● **TASK**: From the records below, transcribe exactly the lines that begin at the line with "server sent none." and end at the line with "drop(in_flight);", both included.

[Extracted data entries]
═══

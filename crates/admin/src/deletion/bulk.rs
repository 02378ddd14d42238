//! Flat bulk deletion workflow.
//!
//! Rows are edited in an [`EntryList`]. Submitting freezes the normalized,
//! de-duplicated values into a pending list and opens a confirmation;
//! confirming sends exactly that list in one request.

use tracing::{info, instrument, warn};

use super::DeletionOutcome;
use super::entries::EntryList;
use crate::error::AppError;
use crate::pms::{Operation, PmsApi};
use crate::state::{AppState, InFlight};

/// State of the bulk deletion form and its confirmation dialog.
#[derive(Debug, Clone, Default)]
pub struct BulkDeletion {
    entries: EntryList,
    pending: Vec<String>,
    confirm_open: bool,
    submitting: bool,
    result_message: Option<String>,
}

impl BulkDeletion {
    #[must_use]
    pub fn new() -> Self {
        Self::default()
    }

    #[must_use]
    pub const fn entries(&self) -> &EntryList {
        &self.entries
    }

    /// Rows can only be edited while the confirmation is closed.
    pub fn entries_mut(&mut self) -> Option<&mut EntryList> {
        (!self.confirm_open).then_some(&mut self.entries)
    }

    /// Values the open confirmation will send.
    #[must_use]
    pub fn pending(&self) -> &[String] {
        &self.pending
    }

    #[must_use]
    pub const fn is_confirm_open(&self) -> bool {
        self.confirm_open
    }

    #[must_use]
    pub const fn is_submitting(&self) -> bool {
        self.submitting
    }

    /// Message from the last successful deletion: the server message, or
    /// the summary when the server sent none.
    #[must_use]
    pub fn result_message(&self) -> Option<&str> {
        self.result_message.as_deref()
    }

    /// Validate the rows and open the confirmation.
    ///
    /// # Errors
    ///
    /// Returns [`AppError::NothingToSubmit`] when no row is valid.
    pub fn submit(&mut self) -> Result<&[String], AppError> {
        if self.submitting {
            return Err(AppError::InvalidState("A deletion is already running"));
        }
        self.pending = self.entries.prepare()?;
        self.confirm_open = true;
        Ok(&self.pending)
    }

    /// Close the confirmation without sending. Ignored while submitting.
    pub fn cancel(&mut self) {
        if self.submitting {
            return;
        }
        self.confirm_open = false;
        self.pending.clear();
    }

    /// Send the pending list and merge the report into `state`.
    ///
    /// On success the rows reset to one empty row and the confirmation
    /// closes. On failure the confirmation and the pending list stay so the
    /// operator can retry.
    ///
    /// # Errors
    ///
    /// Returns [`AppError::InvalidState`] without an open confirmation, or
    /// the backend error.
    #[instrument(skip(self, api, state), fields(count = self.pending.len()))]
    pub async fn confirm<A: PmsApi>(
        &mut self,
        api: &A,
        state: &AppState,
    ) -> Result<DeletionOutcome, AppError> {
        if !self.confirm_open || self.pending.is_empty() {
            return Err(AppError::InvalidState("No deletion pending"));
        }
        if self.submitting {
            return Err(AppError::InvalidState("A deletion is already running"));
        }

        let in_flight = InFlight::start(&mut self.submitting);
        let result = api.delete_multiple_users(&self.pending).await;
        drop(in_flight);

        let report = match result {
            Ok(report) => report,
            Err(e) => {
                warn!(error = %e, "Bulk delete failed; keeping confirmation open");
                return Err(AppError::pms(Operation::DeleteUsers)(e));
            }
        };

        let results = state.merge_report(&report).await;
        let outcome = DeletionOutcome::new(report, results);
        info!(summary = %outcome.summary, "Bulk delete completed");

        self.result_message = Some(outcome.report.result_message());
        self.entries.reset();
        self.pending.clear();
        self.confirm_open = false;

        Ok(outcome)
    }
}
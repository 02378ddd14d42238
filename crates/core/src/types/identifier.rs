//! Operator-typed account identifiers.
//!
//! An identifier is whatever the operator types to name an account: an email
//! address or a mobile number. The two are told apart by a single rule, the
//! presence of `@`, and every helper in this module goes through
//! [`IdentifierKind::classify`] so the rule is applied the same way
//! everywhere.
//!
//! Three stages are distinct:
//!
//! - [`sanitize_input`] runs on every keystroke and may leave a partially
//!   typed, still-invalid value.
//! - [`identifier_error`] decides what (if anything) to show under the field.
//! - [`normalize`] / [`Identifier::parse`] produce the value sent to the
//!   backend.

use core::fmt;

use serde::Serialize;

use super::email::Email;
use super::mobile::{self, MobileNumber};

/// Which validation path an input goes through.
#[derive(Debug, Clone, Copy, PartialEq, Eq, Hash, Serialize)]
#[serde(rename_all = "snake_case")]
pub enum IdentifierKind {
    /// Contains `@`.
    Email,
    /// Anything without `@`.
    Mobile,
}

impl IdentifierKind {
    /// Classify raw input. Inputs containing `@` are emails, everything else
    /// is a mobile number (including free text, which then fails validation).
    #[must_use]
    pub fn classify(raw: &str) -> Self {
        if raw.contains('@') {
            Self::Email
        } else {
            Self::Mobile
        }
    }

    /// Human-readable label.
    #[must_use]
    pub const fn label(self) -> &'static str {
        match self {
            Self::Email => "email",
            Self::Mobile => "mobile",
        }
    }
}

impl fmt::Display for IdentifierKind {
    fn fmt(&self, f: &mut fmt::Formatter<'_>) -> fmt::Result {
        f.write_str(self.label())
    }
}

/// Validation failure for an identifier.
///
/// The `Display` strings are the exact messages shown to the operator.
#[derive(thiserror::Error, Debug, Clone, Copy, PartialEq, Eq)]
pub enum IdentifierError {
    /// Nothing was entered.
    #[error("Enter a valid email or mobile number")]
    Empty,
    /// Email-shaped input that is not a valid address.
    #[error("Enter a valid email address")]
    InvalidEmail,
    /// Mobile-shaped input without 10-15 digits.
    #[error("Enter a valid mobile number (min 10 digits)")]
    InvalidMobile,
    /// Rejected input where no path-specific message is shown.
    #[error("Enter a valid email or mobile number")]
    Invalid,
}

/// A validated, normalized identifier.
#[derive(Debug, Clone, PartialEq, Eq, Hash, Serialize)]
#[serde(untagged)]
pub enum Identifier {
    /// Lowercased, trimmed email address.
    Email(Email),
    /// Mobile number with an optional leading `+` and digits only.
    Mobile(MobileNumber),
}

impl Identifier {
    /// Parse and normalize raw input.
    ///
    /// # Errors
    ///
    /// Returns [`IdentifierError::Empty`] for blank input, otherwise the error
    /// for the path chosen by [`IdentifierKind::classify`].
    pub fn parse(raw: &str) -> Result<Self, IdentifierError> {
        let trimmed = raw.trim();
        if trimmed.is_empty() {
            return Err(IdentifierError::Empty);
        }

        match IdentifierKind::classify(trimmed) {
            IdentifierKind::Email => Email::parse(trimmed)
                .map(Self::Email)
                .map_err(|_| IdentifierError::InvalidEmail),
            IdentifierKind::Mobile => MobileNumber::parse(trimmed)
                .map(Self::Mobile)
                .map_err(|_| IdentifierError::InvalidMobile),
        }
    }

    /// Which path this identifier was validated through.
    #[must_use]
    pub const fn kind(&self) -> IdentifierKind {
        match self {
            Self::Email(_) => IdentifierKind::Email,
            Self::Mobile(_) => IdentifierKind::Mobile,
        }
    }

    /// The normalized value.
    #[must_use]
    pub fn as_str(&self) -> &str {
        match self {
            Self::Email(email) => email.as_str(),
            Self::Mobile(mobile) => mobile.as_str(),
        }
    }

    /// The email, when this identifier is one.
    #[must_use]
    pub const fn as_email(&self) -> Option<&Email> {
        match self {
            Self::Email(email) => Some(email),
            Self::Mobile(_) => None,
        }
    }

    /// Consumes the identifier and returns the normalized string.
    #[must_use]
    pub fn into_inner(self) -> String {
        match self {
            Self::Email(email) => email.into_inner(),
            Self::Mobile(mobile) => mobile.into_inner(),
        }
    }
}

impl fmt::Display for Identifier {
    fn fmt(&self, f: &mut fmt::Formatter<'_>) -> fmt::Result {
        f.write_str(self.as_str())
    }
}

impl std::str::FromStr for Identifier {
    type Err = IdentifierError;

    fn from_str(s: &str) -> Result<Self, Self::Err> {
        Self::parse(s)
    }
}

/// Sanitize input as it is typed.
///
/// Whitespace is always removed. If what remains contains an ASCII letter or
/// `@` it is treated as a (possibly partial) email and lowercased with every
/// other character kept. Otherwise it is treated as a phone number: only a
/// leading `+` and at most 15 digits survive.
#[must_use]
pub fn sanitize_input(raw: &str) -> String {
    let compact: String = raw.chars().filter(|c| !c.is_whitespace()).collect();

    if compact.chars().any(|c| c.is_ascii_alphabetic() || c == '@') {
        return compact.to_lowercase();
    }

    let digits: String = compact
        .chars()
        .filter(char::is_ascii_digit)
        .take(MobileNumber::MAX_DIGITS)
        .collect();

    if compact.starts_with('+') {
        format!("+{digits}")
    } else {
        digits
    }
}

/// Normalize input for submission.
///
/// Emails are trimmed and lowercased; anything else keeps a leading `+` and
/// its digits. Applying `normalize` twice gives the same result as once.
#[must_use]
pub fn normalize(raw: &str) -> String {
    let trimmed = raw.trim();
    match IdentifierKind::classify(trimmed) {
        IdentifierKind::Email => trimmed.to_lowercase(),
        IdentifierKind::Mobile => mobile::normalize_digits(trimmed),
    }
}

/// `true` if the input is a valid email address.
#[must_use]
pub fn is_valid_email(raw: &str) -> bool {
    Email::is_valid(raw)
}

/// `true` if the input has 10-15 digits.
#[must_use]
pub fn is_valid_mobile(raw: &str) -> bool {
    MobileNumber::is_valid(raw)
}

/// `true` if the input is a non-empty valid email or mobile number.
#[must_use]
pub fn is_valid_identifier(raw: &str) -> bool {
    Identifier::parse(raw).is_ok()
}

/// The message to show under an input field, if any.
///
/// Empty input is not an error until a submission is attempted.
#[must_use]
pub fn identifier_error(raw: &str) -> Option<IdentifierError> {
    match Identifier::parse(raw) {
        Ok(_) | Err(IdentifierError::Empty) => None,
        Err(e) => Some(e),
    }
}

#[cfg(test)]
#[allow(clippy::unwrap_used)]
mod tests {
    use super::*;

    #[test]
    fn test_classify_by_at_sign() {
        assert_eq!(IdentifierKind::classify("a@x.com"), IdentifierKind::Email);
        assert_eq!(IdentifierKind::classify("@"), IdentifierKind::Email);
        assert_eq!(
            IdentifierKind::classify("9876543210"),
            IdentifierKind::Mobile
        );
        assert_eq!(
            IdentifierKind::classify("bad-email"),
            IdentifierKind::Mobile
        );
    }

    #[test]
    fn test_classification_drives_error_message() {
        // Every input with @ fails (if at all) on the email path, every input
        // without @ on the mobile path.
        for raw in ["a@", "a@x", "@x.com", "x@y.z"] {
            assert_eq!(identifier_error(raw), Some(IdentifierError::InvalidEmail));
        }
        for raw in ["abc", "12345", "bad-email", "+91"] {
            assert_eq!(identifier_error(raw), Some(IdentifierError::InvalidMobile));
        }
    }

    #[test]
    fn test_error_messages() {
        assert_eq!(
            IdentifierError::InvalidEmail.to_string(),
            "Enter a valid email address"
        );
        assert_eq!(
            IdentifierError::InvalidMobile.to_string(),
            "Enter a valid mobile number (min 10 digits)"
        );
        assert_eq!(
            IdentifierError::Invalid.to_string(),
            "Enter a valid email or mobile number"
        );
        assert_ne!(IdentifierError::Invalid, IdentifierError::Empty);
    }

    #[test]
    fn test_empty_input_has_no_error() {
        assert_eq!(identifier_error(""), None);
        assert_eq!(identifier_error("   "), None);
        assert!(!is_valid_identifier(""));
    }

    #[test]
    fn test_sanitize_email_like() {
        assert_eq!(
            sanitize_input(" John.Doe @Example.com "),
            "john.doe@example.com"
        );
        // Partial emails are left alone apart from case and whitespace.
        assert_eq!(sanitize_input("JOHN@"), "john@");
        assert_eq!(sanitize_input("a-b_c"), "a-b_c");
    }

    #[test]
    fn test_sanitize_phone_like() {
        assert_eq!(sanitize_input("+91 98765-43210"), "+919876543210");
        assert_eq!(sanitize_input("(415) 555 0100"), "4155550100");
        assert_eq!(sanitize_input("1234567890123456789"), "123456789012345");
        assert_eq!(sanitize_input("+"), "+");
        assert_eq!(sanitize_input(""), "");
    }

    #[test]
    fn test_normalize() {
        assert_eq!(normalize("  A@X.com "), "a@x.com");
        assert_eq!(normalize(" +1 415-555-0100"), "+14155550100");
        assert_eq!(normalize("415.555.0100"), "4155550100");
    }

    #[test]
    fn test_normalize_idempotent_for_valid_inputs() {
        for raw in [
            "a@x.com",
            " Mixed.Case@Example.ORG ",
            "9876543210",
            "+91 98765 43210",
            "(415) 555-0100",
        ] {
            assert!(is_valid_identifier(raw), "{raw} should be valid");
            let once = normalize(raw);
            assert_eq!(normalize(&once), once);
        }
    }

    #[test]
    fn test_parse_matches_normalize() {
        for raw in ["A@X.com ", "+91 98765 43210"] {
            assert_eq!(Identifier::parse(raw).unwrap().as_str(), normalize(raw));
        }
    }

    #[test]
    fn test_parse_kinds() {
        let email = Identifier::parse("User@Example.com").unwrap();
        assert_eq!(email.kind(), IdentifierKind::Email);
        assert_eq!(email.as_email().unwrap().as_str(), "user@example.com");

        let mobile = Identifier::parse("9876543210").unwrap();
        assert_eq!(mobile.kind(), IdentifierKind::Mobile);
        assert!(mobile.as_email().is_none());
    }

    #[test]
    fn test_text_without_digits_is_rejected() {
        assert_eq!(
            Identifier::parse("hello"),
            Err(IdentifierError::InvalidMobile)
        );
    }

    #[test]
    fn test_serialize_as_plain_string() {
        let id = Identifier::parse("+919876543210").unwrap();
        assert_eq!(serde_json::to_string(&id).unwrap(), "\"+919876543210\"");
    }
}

═══

● **ANSWER TO THIS EXERCISE**:
    /// the summary when the server sent none.
    #[must_use]
    pub fn result_message(&self) -> Option<&str> {
        self.result_message.as_deref()
    }

    /// Validate the rows and open the confirmation.
    ///
    /// # Errors
    ///
    /// Returns [`AppError::NothingToSubmit`] when no row is valid.
    pub fn submit(&mut self) -> Result<&[String], AppError> {
        if self.submitting {
            return Err(AppError::InvalidState("A deletion is already running"));
        }
        self.pending = self.entries.prepare()?;
        self.confirm_open = true;
        Ok(&self.pending)
    }

    /// Close the confirmation without sending. Ignored while submitting.
    pub fn cancel(&mut self) {
        if self.submitting {
            return;
        }
        self.confirm_open = false;
        self.pending.clear();
    }

    /// Send the pending list and merge the report into `state`.
    ///
    /// On success the rows reset to one empty row and the confirmation
    /// closes. On failure the confirmation and the pending list stay so the
    /// operator can retry.
    ///
    /// # Errors
    ///
    /// Returns [`AppError::InvalidState`] without an open confirmation, or
    /// the backend error.
    #[instrument(skip(self, api, state), fields(count = self.pending.len()))]
    pub async fn confirm<A: PmsApi>(
        &mut self,
        api: &A,
        state: &AppState,
    ) -> Result<DeletionOutcome, AppError> {
        if !self.confirm_open || self.pending.is_empty() {
            return Err(AppError::InvalidState("No deletion pending"));
        }
        if self.submitting {
            return Err(AppError::InvalidState("A deletion is already running"));
        }

        let in_flight = InFlight::start(&mut self.submitting);
        let result = api.delete_multiple_users(&self.pending).await;
        drop(in_flight);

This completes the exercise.